Its my 11th NEW VW, how many NEW VWs have you owned v3radis? Does that answer your question?
v3radis has been a member for 4 days. LOL oh and welcome to the forums, try not to be an ******.











_Modified by MRP2001GTi at 7:21 AM 2-26-2009_


----------



## cotes1999 (Aug 14, 2006)

*Re: What type of people go for vw for minivans? (v3radis)*

They're also the kind of people who know that most who criticize and belittle are actually trying to draw attention away from their mediocrity. In case anyone who actually thinks you were trying to get actual "Routan Stories" instead of exhibiting your idiocy: 
Mine is that with our Eurovan MV got too expensive to maintain as a 3rd vehicle and with two amazing little boys that deserve a safe & entertained ride, a wife with a small business (shameless plug: http://www.wickedcutechinchillas.com), our closest family 600 miles away and my daily commute of 120 miles I was ready for something more substantial than the 07 NB I was driving after my beloved 03 Passat was wrecked. In a couple years we'll retire the Routan to Weekend & Trip service and go back to a ride that makes my heart jump a little when you goose it the freeway (boy do I miss that Passat......) Ken


----------



## MRP2001GTi (Oct 6, 2000)

*Re: What type of people go for vw for minivans? (cotes1999)*

Actually its the same people that buy a Jetta instead of a Camry or a Golf instead of a Civic. If somone cant figure that out then they dont get it anyway.


----------



## 2008cc (Apr 16, 2001)

*Re: What type of people go for vw for minivans? (MRP2001GTi)*


_Quote, originally posted by *MRP2001GTi* »_Actually its the same people that buy a Jetta instead of a Camry or a Golf instead of a Civic. If somone cant figure that out then they dont get it anyway.


Exactly


----------



## Sixtysomething (Aug 7, 2003)

*Re: What type of people go for vw for minivans? (2008cc)*

Here's a twist: I am a hardcore smoker who believes that all hotels and motels will soon become smoke-free. I am also a loyal VW guy. The Routan is the only current VW (Chrysler?) that could function as a camper. I will be camping if and when motels close their doors to smokers. There are of course the old Buses, Vanagons, and Eurovans, but to get a decent one that doesn't have a ton of miles or rust or body damage, you're going to pay at least 15K, anyway. Once used Routans are a few years old and priced around 12K or so, I may look into removing the rear seats and putting in a bed, some sort of table, a cooler, and some sort of heater so I can sleep in it during winter trips as well. That's IF all motels go nonsmoking, that is.....I'm torn between this idea or just buying one of those little 700-lb teardrop trailers and pulling it with my Passat.


----------



## frissen2000 (Oct 1, 2002)

*Re: What type of people go for vw for minivans? (fortysomething)*


_Quote, originally posted by *fortysomething* »_Here's a twist: I am a hardcore smoker who believes that all hotels and motels will soon become smoke-free. I am also a loyal VW guy. The Routan is the only current VW (Chrysler?) that could function as a camper. I will be camping if and when motels close their doors to smokers. There are of course the old Buses, Vanagons, and Eurovans, but to get a decent one that doesn't have a ton of miles or rust or body damage, you're going to pay at least 15K, anyway. Once used Routans are a few years old and priced around 12K or so, I may look into removing the rear seats and putting in a bed, some sort of table, a cooler, and some sort of heater so I can sleep in it during winter trips as well. That's IF all motels go nonsmoking, that is.....I'm torn between this idea or just buying one of those little 700-lb teardrop trailers and pulling it with my Passat. 

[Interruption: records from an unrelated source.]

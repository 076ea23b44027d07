use std::fmt;
use std::str::FromStr;

use chrono::{DateTime, Utc};
use rust_decimal::Decimal;
use serde::{Deserialize, Serialize};
use utoipa::ToSchema;

use crate::ids::{BookId, OrderId, UserId};
use crate::text_enum::{UnknownVariant, text_enum_sqlx};

#[derive(Debug, Clone, Copy, PartialEq, Eq, Hash, Serialize, Deserialize, ToSchema)]
#[serde(rename_all = "SCREAMING_SNAKE_CASE")]
pub enum OrderStatus {
    Pending,
    Shipped,
    Delivered,
    Cancelled,
}

impl OrderStatus {
    pub const ALL: [OrderStatus; 4] = [
        OrderStatus::Pending,
        OrderStatus::Shipped,
        OrderStatus::Delivered,
        OrderStatus::Cancelled,
    ];

    pub const fn as_str(&self) -> &'static str {
        match self {
            OrderStatus::Pending => "PENDING",
            OrderStatus::Shipped => "SHIPPED",
            OrderStatus::Delivered => "DELIVERED",
            OrderStatus::Cancelled => "CANCELLED",
        }
    }

    /// Comma-separated list of every status name.
    pub fn valid_values() -> String {
        Self::ALL
            .iter()
            .map(OrderStatus::as_str)
            .collect::<Vec<_>>()
            .join(", ")
    }
}

impl fmt::Display for OrderStatus {
    fn fmt(&self, f: &mut fmt::Formatter<'_>) -> fmt::Result {
        f.write_str(self.as_str())
    }
}

impl FromStr for OrderStatus {
    type Err = UnknownVariant;

    fn from_str(s: &str) -> Result<Self, Self::Err> {
        let wanted = s.trim().to_ascii_uppercase();
        Self::ALL
            .into_iter()
            .find(|status| status.as_str() == wanted)
            .ok_or_else(|| UnknownVariant {
                kind: "order status",
                value: s.to_string(),
            })
    }
}

text_enum_sqlx!(OrderStatus);

/// One priced line of an order. The price is fixed when the order is placed.
#[derive(Debug, Clone, PartialEq, Eq, Serialize, Deserialize, ToSchema)]
pub struct OrderLine {
    pub book_id: BookId,
    pub title: String,
    pub quantity: i32,
    pub unit_price: Decimal,
}

impl OrderLine {
    pub fn line_total(&self) -> Decimal {
        self.unit_price * Decimal::from(self.quantity)
    }
}

#[derive(Debug, Clone, PartialEq, Eq, Serialize, Deserialize, ToSchema)]
pub struct OrderOwner {
    pub id: UserId,
    pub username: String,
    pub email: String,
}

/// A persisted order. Only `status` changes after creation.
#[derive(Debug, Clone, PartialEq, Eq, Serialize, ToSchema)]
pub struct Order {
    pub id: OrderId,
    pub owner: OrderOwner,
    pub lines: Vec<OrderLine>,
    pub total_amount: Decimal,
    pub status: OrderStatus,
    pub shipping_address: String,
    pub created_at: DateTime<Utc>,
}

impl Order {
    /// Sum of `quantity * unit_price` over `lines`.
    pub fn total_of(lines: &[OrderLine]) -> Decimal {
        lines.iter().map(OrderLine::line_total).sum()
    }

    pub fn is_owned_by(&self, user_id: UserId) -> bool {
        self.owner.id == user_id
    }
}

/// An order ready to be inserted, built by the placement engine.
#[derive(Debug, Clone)]
pub struct NewOrder {
    pub owner_id: UserId,
    pub lines: Vec<OrderLine>,
    pub total_amount: Decimal,
    pub status: OrderStatus,
    pub shipping_address: String,
    pub created_at: DateTime<Utc>,
}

What you need is a Sprinter not a Routan.
http://www.creativemobileinter...s.asp








if you are planning to stay overnight in it it better have a bathroom...








smokers paradise...


_Modified by frissen2000 at 9:31 PM 2-28-2009_


----------



## frissen2000 (Oct 1, 2002)

*Re: What type of people go for vw for minivans? (v3radis)*

At this moment I don't know who will buy the Routan, perhaps loyal VW customers.
For me, when it was time to get a MV, the choice was easy, a VW Sharan in Tornado Red. It was cheap, available and in an awesome color, besides we liked VW's.
Right now, I don't know, VW is not making for me.


----------



## Kris* (May 2, 2009)

*people that don't like vans...*

What kind of people go for VWV? people like me, who don't like vans.
i never liked the idea of owning a van, until Volkswagen.
i don't like to go where the crowd goes...
Most people i know with 3 kids go for Honda or Toyota. They don't even consider anything else when they need a van. We waited four years to buy a van, only after we found an alternative choice - namely Volkswagen.
Now my family has the space of a van without feeling like having a van, if that makes sense...








Kris @iamthat.tk


----------



## Vdubmk2_3 (Jun 6, 2007)

*Re: What type of people go for vw for minivans? (papa_vw)*


_Quote, originally posted by *papa_vw* »_I would guess a good number of the people who may have bought Routans are Volkswagen enthusiasts or loyal brand owners.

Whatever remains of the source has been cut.